• **WHAT YOU NEED TO DO**: In the data below, locate each line with the word "every" and list it.

━━ EXCERPTED DATA ━━

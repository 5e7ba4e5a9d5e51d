//! Animation scheduler
//!
//! A single shared ticker drives every registered animation. Each tick:
//!
//! 1. records registered since the previous tick join the registry;
//! 2. every live record is advanced in registration order, with user
//!    callbacks running outside the registry lock;
//! 3. finished, cancelled and stale records are dropped;
//! 4. each component touched during the tick is repainted once.
//!
//! Ticks run on the UI thread. The background ticker never touches the
//! registry itself; it posts each tick through the host's
//! [`EventProcessor`].

use crate::clock::{Clock, SystemClock};
use crate::config::SchedulerConfig;
use crate::dispatcher::AnimationDispatcher;
use crate::error::{AnimationError, Result};
use crate::lifetime::LifeTime;
use crate::repaint::RepaintBatch;
use crate::task::{AnimationId, Step, TaskRecord, TaskState};
use cadence_core::EventProcessor;
use indexmap::IndexMap;
use rustc_hash::FxBuildHasher;
use std::sync::atomic::{AtomicBool, AtomicU64, Ordering};
use std::sync::{Arc, Mutex, MutexGuard, OnceLock, PoisonError, Weak};
use std::thread::{self, JoinHandle};
use std::time::{Duration, Instant};

// ============================================================================
// Global Animation Scheduler State
// ============================================================================

/// Default scheduler handle installed at the composition root
static GLOBAL_SCHEDULER: OnceLock<SchedulerHandle> = OnceLock::new();

/// Install the process-wide default scheduler handle
///
/// Call once at app startup after creating the `AnimationScheduler`.
/// Fails with [`AnimationError::AlreadyInitialized`] on a second call.
pub fn set_global_scheduler(handle: SchedulerHandle) -> Result<()> {
    GLOBAL_SCHEDULER
        .set(handle)
        .map_err(|_| AnimationError::AlreadyInitialized)
}

/// Get the process-wide default scheduler handle
pub fn get_scheduler() -> Result<SchedulerHandle> {
    GLOBAL_SCHEDULER
        .get()
        .cloned()
        .ok_or(AnimationError::NotInitialized)
}

/// Try to get the global scheduler (returns None if not initialized)
pub fn try_get_scheduler() -> Option<SchedulerHandle> {
    GLOBAL_SCHEDULER.get().cloned()
}

/// Check if the global scheduler has been initialized
pub fn is_scheduler_initialized() -> bool {
    GLOBAL_SCHEDULER.get().is_some()
}

/// Callback used to wake the host event loop after a tick was posted
pub type WakeCallback = Arc<dyn Fn() + Send + Sync>;

type Registry = IndexMap<AnimationId, TaskRecord, FxBuildHasher>;

fn lock<T>(mutex: &Mutex<T>) -> MutexGuard<'_, T> {
    mutex.lock().unwrap_or_else(PoisonError::into_inner)
}

/// Internal state of the animation scheduler
#[derive(Default)]
struct SchedulerInner {
    /// Live records in registration order
    tasks: Registry,
    /// Records registered since the last tick
    pending: Vec<TaskRecord>,
    /// Records moved out of `tasks` while a tick advances them
    in_flight: usize,
    ticking: bool,
    ticks: u64,
}

/// Records taken out of the registry for the duration of one tick
///
/// Dropping it, normally or while unwinding, puts every record that has not
/// been removed back into the registry and ends the tick.
struct CheckedOut<'a> {
    inner: &'a Mutex<SchedulerInner>,
    /// Advanced this tick and still live
    survivors: Registry,
    /// Not advanced yet, in reverse registration order
    records: Registry,
}

impl Drop for CheckedOut<'_> {
    fn drop(&mut self) {
        let mut survivors = std::mem::take(&mut self.survivors);
        let mut unvisited = std::mem::take(&mut self.records);
        unvisited.reverse();
        survivors.extend(unvisited);

        let mut inner = lock(self.inner);
        // Nothing inserts into `tasks` while it is checked out, but keep
        // anything that did land there behind the surviving records.
        let arrived = std::mem::replace(&mut inner.tasks, survivors);
        inner.tasks.extend(arrived);
        inner.in_flight = 0;
        inner.ticking = false;
    }
}

pub(crate) struct Shared {
    inner: Mutex<SchedulerInner>,
    clock: Arc<dyn Clock>,
    events: Arc<dyn EventProcessor>,
    config: SchedulerConfig,
    next_id: AtomicU64,
    /// A tick has been posted to the UI thread and has not run yet
    tick_queued: AtomicBool,
    stop_flag: AtomicBool,
    thread_handle: Mutex<Option<JoinHandle<()>>>,
    wake_callback: Mutex<Option<WakeCallback>>,
}

impl Shared {
    pub(crate) fn now(&self) -> Duration {
        self.clock.now()
    }

    pub(crate) fn next_id(&self) -> AnimationId {
        AnimationId::new(self.next_id.fetch_add(1, Ordering::Relaxed))
    }

    /// Hand a record to the UI thread, which queues it for the next tick
    pub(crate) fn submit(self: &Arc<Self>, record: TaskRecord) {
        let weak = Arc::downgrade(self);
        self.events.process_ui_event(Box::new(move || match weak.upgrade() {
            Some(shared) => lock(&shared.inner).pending.push(record),
            None => {
                record.retire(TaskState::Cancelled);
                tracing::debug!(id = %record.id(), "Scheduler dropped before registration");
            }
        }));

        if self.config.auto_start {
            if let Err(e) = Self::start_ticker(self) {
                tracing::error!("Failed to start animation ticker: {}", e);
            }
        }
    }

    fn tick(&self) -> bool {
        let mut checked_out = {
            let mut inner = lock(&self.inner);
            if inner.ticking {
                tracing::trace!("Tick requested while another tick is running, skipping");
                return true;
            }
            inner.ticking = true;
            inner.ticks += 1;

            let pending = std::mem::take(&mut inner.pending);
            for record in pending {
                inner.tasks.insert(record.id(), record);
            }
            let mut records = std::mem::take(&mut inner.tasks);
            inner.in_flight = records.len();
            // Popped from the back, so reverse to advance in registration order
            records.reverse();
            CheckedOut {
                inner: &self.inner,
                survivors: Registry::default(),
                records,
            }
        };

        let now = self.clock.now();
        let mut repaints = RepaintBatch::default();
        let mut removed = 0;

        while let Some((id, mut record)) = checked_out.records.pop() {
            match record.advance(now, &mut repaints) {
                Step::Keep => {
                    checked_out.survivors.insert(id, record);
                }
                Step::Remove(state) => {
                    record.retire(state);
                    removed += 1;
                    tracing::debug!(%id, ?state, "Animation removed");
                }
            }
        }
        drop(checked_out);

        let has_active = {
            let inner = lock(&self.inner);
            !inner.tasks.is_empty() || !inner.pending.is_empty()
        };

        let batched = repaints.len();
        let repainted = repaints.flush();
        tracing::trace!(
            now_ms = now.as_millis() as u64,
            removed,
            batched,
            repainted,
            "Animation tick complete"
        );

        has_active
    }

    fn task_count(&self) -> usize {
        let inner = lock(&self.inner);
        inner.tasks.len() + inner.pending.len() + inner.in_flight
    }

    /// Post one tick to the UI thread unless one is already waiting there
    fn post_tick(self: &Arc<Self>) {
        if self.tick_queued.swap(true, Ordering::AcqRel) {
            return;
        }
        let weak = Arc::downgrade(self);
        self.events.process_ui_event(Box::new(move || {
            if let Some(shared) = weak.upgrade() {
                shared.tick_queued.store(false, Ordering::Release);
                shared.tick();
            }
        }));

        let wake = lock(&self.wake_callback).clone();
        if let Some(callback) = wake {
            callback();
        }
    }

    fn start_ticker(self: &Arc<Self>) -> Result<()> {
        let mut thread_handle = lock(&self.thread_handle);
        if thread_handle.is_some() {
            return Ok(()); // Already running
        }
        self.stop_flag.store(false, Ordering::Release);

        let weak = Arc::downgrade(self);
        let interval = self.config.tick_interval();
        let handle = thread::Builder::new()
            .name(self.config.thread_name.clone())
            .spawn(move || run_ticker(weak, interval))
            .map_err(|e| AnimationError::Ticker(e.to_string()))?;

        tracing::debug!(
            interval_ms = interval.as_millis() as u64,
            "Animation ticker started"
        );
        *thread_handle = Some(handle);
        Ok(())
    }

    fn stop_ticker(&self) {
        self.stop_flag.store(true, Ordering::Release);
        let handle = lock(&self.thread_handle).take();
        if let Some(handle) = handle {
            if handle.thread().id() == thread::current().id() {
                return;
            }
            if handle.join().is_err() {
                tracing::error!("Animation ticker thread panicked");
            }
        }
    }
}

/// Body of the background ticker thread
///
/// Holds the scheduler only weakly so dropping the scheduler ends the loop.
fn run_ticker(shared: Weak<Shared>, interval: Duration) {
    loop {
        let started = Instant::now();
        {
            let Some(shared) = shared.upgrade() else {
                break;
            };
            if shared.stop_flag.load(Ordering::Acquire) {
                break;
            }
            // Stay quiet while there is nothing to animate
            if shared.task_count() > 0 {
                shared.post_tick();
            }
        }

        // Sleep for remaining frame time
        let elapsed = started.elapsed();
        if elapsed < interval {
            thread::sleep(interval - elapsed);
        }
    }
    tracing::debug!("Animation ticker stopped");
}

/// The animation scheduler that ticks all registered animations
///
/// Typically created once at the composition root and shared through
/// [`SchedulerHandle`]s. Tests construct their own isolated schedulers with a
/// [`ManualClock`](crate::ManualClock) and call [`AnimationScheduler::tick`]
/// directly.
///
/// # Background Thread Mode
///
/// `start_background()` spawns a ticker thread that posts a tick to the UI
/// thread every `tick_interval`. Dropping the scheduler stops the thread.
///
/// ```ignore
/// let scheduler = AnimationScheduler::new(Arc::new(CoupledEventProcessor::new(ui_queue)));
/// scheduler.start_background()?;
/// ```
pub struct AnimationScheduler {
    shared: Arc<Shared>,
}

impl AnimationScheduler {
    pub fn new(events: Arc<dyn EventProcessor>) -> Self {
        Self::with_config(SchedulerConfig::default(), events)
    }

    pub fn with_config(config: SchedulerConfig, events: Arc<dyn EventProcessor>) -> Self {
        Self::with_clock(config, events, Arc::new(SystemClock::new()))
    }

    pub fn with_clock(
        config: SchedulerConfig,
        events: Arc<dyn EventProcessor>,
        clock: Arc<dyn Clock>,
    ) -> Self {
        Self {
            shared: Arc::new(Shared {
                inner: Mutex::new(SchedulerInner::default()),
                clock,
                events,
                config,
                next_id: AtomicU64::new(1),
                tick_queued: AtomicBool::new(false),
                stop_flag: AtomicBool::new(false),
                thread_handle: Mutex::new(None),
                wake_callback: Mutex::new(None),
            }),
        }
    }

    /// Set a wake callback invoked whenever the ticker posts a tick
    ///
    /// Use this to wake a host event loop that sleeps until it has work.
    pub fn set_wake_callback<F>(&self, callback: F)
    where
        F: Fn() + Send + Sync + 'static,
    {
        *lock(&self.shared.wake_callback) = Some(Arc::new(callback));
    }

    /// Start the background ticker thread
    pub fn start_background(&self) -> Result<()> {
        Shared::start_ticker(&self.shared)
    }

    /// Stop the background ticker thread
    pub fn stop_background(&self) {
        self.shared.stop_ticker();
    }

    /// Check if the background thread is running
    pub fn is_background_running(&self) -> bool {
        lock(&self.shared.thread_handle).is_some()
    }

    /// Get a handle to this scheduler for passing to components
    pub fn handle(&self) -> SchedulerHandle {
        SchedulerHandle {
            shared: Arc::downgrade(&self.shared),
        }
    }

    /// Begin registering an animation on this scheduler
    pub fn animate_for(&self, life: LifeTime) -> AnimationDispatcher {
        self.handle().animate_for(life)
    }

    /// Advance every animation by one tick
    ///
    /// Must run on the UI thread. Returns true if animations remain.
    pub fn tick(&self) -> bool {
        self.shared.tick()
    }

    /// Number of registered animations that have not been removed yet
    pub fn task_count(&self) -> usize {
        self.shared.task_count()
    }

    pub fn has_active_animations(&self) -> bool {
        self.task_count() > 0
    }

    /// Number of ticks run so far
    pub fn tick_count(&self) -> u64 {
        lock(&self.shared.inner).ticks
    }

    pub fn config(&self) -> &SchedulerConfig {
        &self.shared.config
    }

    pub fn now(&self) -> Duration {
        self.shared.now()
    }
}

impl Drop for AnimationScheduler {
    fn drop(&mut self) {
        // Stop background thread when scheduler is dropped
        self.stop_background();
    }
}

/// A weak handle to the animation scheduler
///
/// This is passed to components that need to register animations.
/// It won't prevent the scheduler from being dropped.
#[derive(Clone)]
pub struct SchedulerHandle {
    shared: Weak<Shared>,
}

impl SchedulerHandle {
    /// Begin registering an animation
    pub fn animate_for(&self, life: LifeTime) -> AnimationDispatcher {
        AnimationDispatcher::new(self.clone(), life)
    }

    /// Check if the scheduler is still alive
    pub fn is_alive(&self) -> bool {
        self.shared.strong_count() > 0
    }

    /// Number of registered animations, zero if the scheduler is gone
    pub fn task_count(&self) -> usize {
        self.shared
            .upgrade()
            .map(|shared| shared.task_count())
            .unwrap_or(0)
    }

    pub(crate) fn upgrade(&self) -> Result<Arc<Shared>> {
        self.shared.upgrade().ok_or(AnimationError::SchedulerDropped)
    }
}

impl std::fmt::Debug for SchedulerHandle {
    fn fmt(&self, f: &mut std::fmt::Formatter<'_>) -> std::fmt::Result {
        f.debug_struct("SchedulerHandle")
            .field("alive", &self.is_alive())
            .finish()
    }
}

━━━

• **FINISHED TASK**:
//! A single shared ticker drives every registered animation. Each tick:
//! 2. every live record is advanced in registration order, with user
/// Dropping it, normally or while unwinding, puts every record that has not
/// thread every `tick_interval`. Dropping the scheduler stops the thread.
    /// Advance every animation by one tick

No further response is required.